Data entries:
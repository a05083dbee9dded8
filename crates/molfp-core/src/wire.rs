//! Sparse fingerprint wire format.
//!
//! ```text
//! u32 version        (SPARSE_FORMAT_VERSION)
//! u32 element size   (4)
//! u32 declared width
//! u32 element count
//! count x { u32 key, i32 value }   keys strictly ascending
//! ```
//!
//! All fields are little-endian. `WireView` borrows a buffer and hands out
//! entries without allocating, which is what the streaming comparators need.

use crate::{FingerprintError, HeaderField, Operand, Result};
use bytes::{Buf, BufMut};
use std::slice::ChunksExact;

/// Version tag written at the start of every sparse buffer.
pub const SPARSE_FORMAT_VERSION: u32 = 0x0001;

/// Size of a key on the wire.
pub const ELEMENT_SIZE: u32 = std::mem::size_of::<u32>() as u32;

/// Header size in bytes.
pub const HEADER_SIZE: usize = 16;

/// Size of one `(key, value)` entry in bytes.
pub const ENTRY_SIZE: usize = 8;

/// Decoded sparse header.
#[derive(Debug, Clone, Copy, PartialEq, Eq)]
pub struct WireHeader {
    pub width: u32,
    pub count: u32,
}

/// A validated, borrowed sparse buffer.
#[derive(Debug, Clone, Copy)]
pub struct WireView<'a> {
    header: WireHeader,
    body: &'a [u8],
}

impl<'a> WireView<'a> {
    /// Validate the header and body length of `buf`.
    ///
    /// Version and element-size mismatches are reported as `Format` errors
    /// for `operand`; truncated or overlong buffers as `Decode` errors.
    pub fn parse(buf: &'a [u8], operand: Operand) -> Result<Self> {
        if buf.len() < HEADER_SIZE {
            return Err(FingerprintError::decode(
                "sparse wire header",
                format!("{}: {} bytes is shorter than the header", operand, buf.len()),
            ));
        }

        let mut cursor = buf;
        let version = cursor.get_u32_le();
        if version != SPARSE_FORMAT_VERSION {
            return Err(FingerprintError::Format {
                operand,
                field: HeaderField::Version,
                expected: SPARSE_FORMAT_VERSION,
                found: version,
            });
        }

        let element_size = cursor.get_u32_le();
        if element_size != ELEMENT_SIZE {
            return Err(FingerprintError::Format {
                operand,
                field: HeaderField::ElementSize,
                expected: ELEMENT_SIZE,
                found: element_size,
            });
        }

        let width = cursor.get_u32_le();
        let count = cursor.get_u32_le();

        let expected = count as usize * ENTRY_SIZE;
        if cursor.len() != expected {
            return Err(FingerprintError::decode(
                "sparse wire body",
                format!(
                    "{}: {} entries need {} bytes, found {}",
                    operand,
                    count,
                    expected,
                    cursor.len()
                ),
            ));
        }

        Ok(Self {
            header: WireHeader { width, count },
            body: cursor,
        })
    }

    #[inline]
    pub fn header(&self) -> WireHeader {
        self.header
    }

    #[inline]
    pub fn width(&self) -> u32 {
        self.header.width
    }

    #[inline]
    pub fn count(&self) -> u32 {
        self.header.count
    }

    /// Iterate over `(key, value)` entries in stored order.
    #[inline]
    pub fn entries(&self) -> Entries<'a> {
        Entries {
            chunks: self.body.chunks_exact(ENTRY_SIZE),
        }
    }
}

/// Iterator over wire entries. Holds only a slice cursor.
#[derive(Debug, Clone)]
pub struct Entries<'a> {
    chunks: ChunksExact<'a, u8>,
}

impl Iterator for Entries<'_> {
    type Item = (u32, i32);

    #[inline]
    fn next(&mut self) -> Option<Self::Item> {
        let mut chunk = self.chunks.next()?;
        let key = chunk.get_u32_le();
        let value = chunk.get_i32_le();
        Some((key, value))
    }

    #[inline]
    fn size_hint(&self) -> (usize, Option<usize>) {
        self.chunks.size_hint()
    }
}

impl ExactSizeIterator for Entries<'_> {}

/// Write a sparse buffer. `entries` must already be in ascending key order.
pub fn encode<I>(width: u32, count: usize, entries: I) -> Vec<u8>
where
    I: IntoIterator<Item = (u32, i32)>,
{
    let mut out = Vec::with_capacity(HEADER_SIZE + count * ENTRY_SIZE);
    out.put_u32_le(SPARSE_FORMAT_VERSION);
    out.put_u32_le(ELEMENT_SIZE);
    out.put_u32_le(width);
    out.put_u32_le(count as u32);
    for (key, value) in entries {
        out.put_u32_le(key);
        out.put_i32_le(value);
    }
    out
}
//! Popcount similarity over raw bitmap buffers.
//!
//! The word path reads 4 bytes at a time as `u32` and finishes the trailing
//! `len % 4` bytes individually, so it always agrees with the bytewise path.

use crate::{FingerprintError, Result};

/// How population counts are gathered.
#[derive(Debug, Clone, Copy, PartialEq, Eq, Default)]
pub enum PopcountPath {
    /// One byte at a time.
    Bytewise,
    /// Four bytes at a time, then the trailing bytes.
    #[default]
    Word,
}

/// Bit counts gathered in a single pass over two equal-length buffers.
#[derive(Debug, Clone, Copy, PartialEq, Eq, Default)]
pub struct PairCounts {
    pub a: u32,
    pub b: u32,
    pub intersection: u32,
    pub union: u32,
}

const WORD: usize = std::mem::size_of::<u32>();

#[inline]
fn word(chunk: &[u8]) -> u32 {
    let mut arr = [0u8; WORD];
    arr.copy_from_slice(chunk);
    u32::from_le_bytes(arr)
}

/// Number of set bits in a buffer.
#[inline]
pub fn popcount(bytes: &[u8]) -> u32 {
    let chunks = bytes.chunks_exact(WORD);
    let tail: u32 = chunks.remainder().iter().map(|b| b.count_ones()).sum();
    chunks.map(|c| word(c).count_ones()).sum::<u32>() + tail
}

fn check_lengths(a: &[u8], b: &[u8]) -> Result<()> {
    if a.len() != b.len() {
        return Err(FingerprintError::LengthMismatch {
            left: a.len(),
            right: b.len(),
        });
    }
    Ok(())
}

/// Gather pair counts along the chosen path.
pub fn pair_counts(a: &[u8], b: &[u8], path: PopcountPath) -> Result<PairCounts> {
    check_lengths(a, b)?;
    let mut counts = PairCounts::default();

    let mut accumulate = |x: u32, y: u32| {
        counts.a += x.count_ones();
        counts.b += y.count_ones();
        counts.intersection += (x & y).count_ones();
        counts.union += (x | y).count_ones();
    };

    match path {
        PopcountPath::Bytewise => {
            for (x, y) in a.iter().zip(b) {
                accumulate(*x as u32, *y as u32);
            }
        }
        PopcountPath::Word => {
            let ca = a.chunks_exact(WORD);
            let cb = b.chunks_exact(WORD);
            let (ta, tb) = (ca.remainder(), cb.remainder());
            for (x, y) in ca.zip(cb) {
                accumulate(word(x), word(y));
            }
            for (x, y) in ta.iter().zip(tb) {
                accumulate(*x as u32, *y as u32);
            }
        }
    }

    Ok(counts)
}

/// `|A & B| / |A | B|`, or 0.0 when both are empty.
pub fn tanimoto(a: &[u8], b: &[u8]) -> Result<f64> {
    let c = pair_counts(a, b, PopcountPath::Word)?;
    if c.union == 0 {
        return Ok(0.0);
    }
    Ok(c.intersection as f64 / c.union as f64)
}

/// `2 |A & B| / (|A| + |B|)`, or 0.0 when both are empty.
pub fn dice(a: &[u8], b: &[u8]) -> Result<f64> {
    let c = pair_counts(a, b, PopcountPath::Word)?;
    let denom = c.a + c.b;
    if denom == 0 {
        return Ok(0.0);
    }
    Ok(2.0 * c.intersection as f64 / denom as f64)
}

/// Tversky similarity with weight `alpha` on `a` and `beta` on `b`.
///
/// `alpha = beta = 1` gives Tanimoto, `alpha = beta = 0.5` gives Dice.
pub fn tversky(a: &[u8], b: &[u8], alpha: f64, beta: f64) -> Result<f64> {
    let c = pair_counts(a, b, PopcountPath::Word)?;
    let both = c.intersection as f64;
    let denom = alpha * c.a as f64 + beta * c.b as f64 + (1.0 - alpha - beta) * both;
    if denom == 0.0 {
        return Ok(0.0);
    }
    Ok(both / denom)
}
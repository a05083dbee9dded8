//! Error types for fingerprint codecs and comparisons.

use std::fmt;
use thiserror::Error;

/// Which side of a two-operand comparison an error refers to.
#[derive(Debug, Clone, Copy, PartialEq, Eq)]
pub enum Operand {
    First,
    Second,
}

impl fmt::Display for Operand {
    fn fmt(&self, f: &mut fmt::Formatter<'_>) -> fmt::Result {
        match self {
            Operand::First => f.write_str("argument 1"),
            Operand::Second => f.write_str("argument 2"),
        }
    }
}

/// Field of the sparse wire header (or body) that failed validation.
#[derive(Debug, Clone, Copy, PartialEq, Eq)]
pub enum HeaderField {
    Version,
    ElementSize,
    Width,
    Key,
}

impl fmt::Display for HeaderField {
    fn fmt(&self, f: &mut fmt::Formatter<'_>) -> fmt::Result {
        let name = match self {
            HeaderField::Version => "format version",
            HeaderField::ElementSize => "element size",
            HeaderField::Width => "declared width",
            HeaderField::Key => "key order",
        };
        f.write_str(name)
    }
}

/// Errors that can occur while building, decoding or comparing fingerprints.
#[derive(Error, Debug, Clone, PartialEq)]
pub enum FingerprintError {
    #[error("Decode error in {what}: {reason}")]
    Decode { what: &'static str, reason: String },

    #[error("Format error in {operand}: {field} expected {expected}, found {found}")]
    Format {
        operand: Operand,
        field: HeaderField,
        expected: u32,
        found: u32,
    },

    #[error("Generation error in {algorithm}: {reason}")]
    Generation { algorithm: String, reason: String },

    #[error("Arithmetic error: {0}")]
    Arithmetic(String),

    #[error("Length mismatch: {left} bytes vs {right} bytes")]
    LengthMismatch { left: usize, right: usize },

    #[error("Comparison error: {0}")]
    Comparison(String),

    #[error("Key {key} out of range for width {width}")]
    KeyOutOfRange { key: u32, width: u32 },

    #[error("Invalid width: {0} must be nonzero")]
    InvalidWidth(&'static str),
}

impl FingerprintError {
    pub(crate) fn decode(what: &'static str, reason: impl Into<String>) -> Self {
        FingerprintError::Decode {
            what,
            reason: reason.into(),
        }
    }
}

Your assignment
From the entries, work out how many lines include the word "tail", answering with the number only.

Result below
2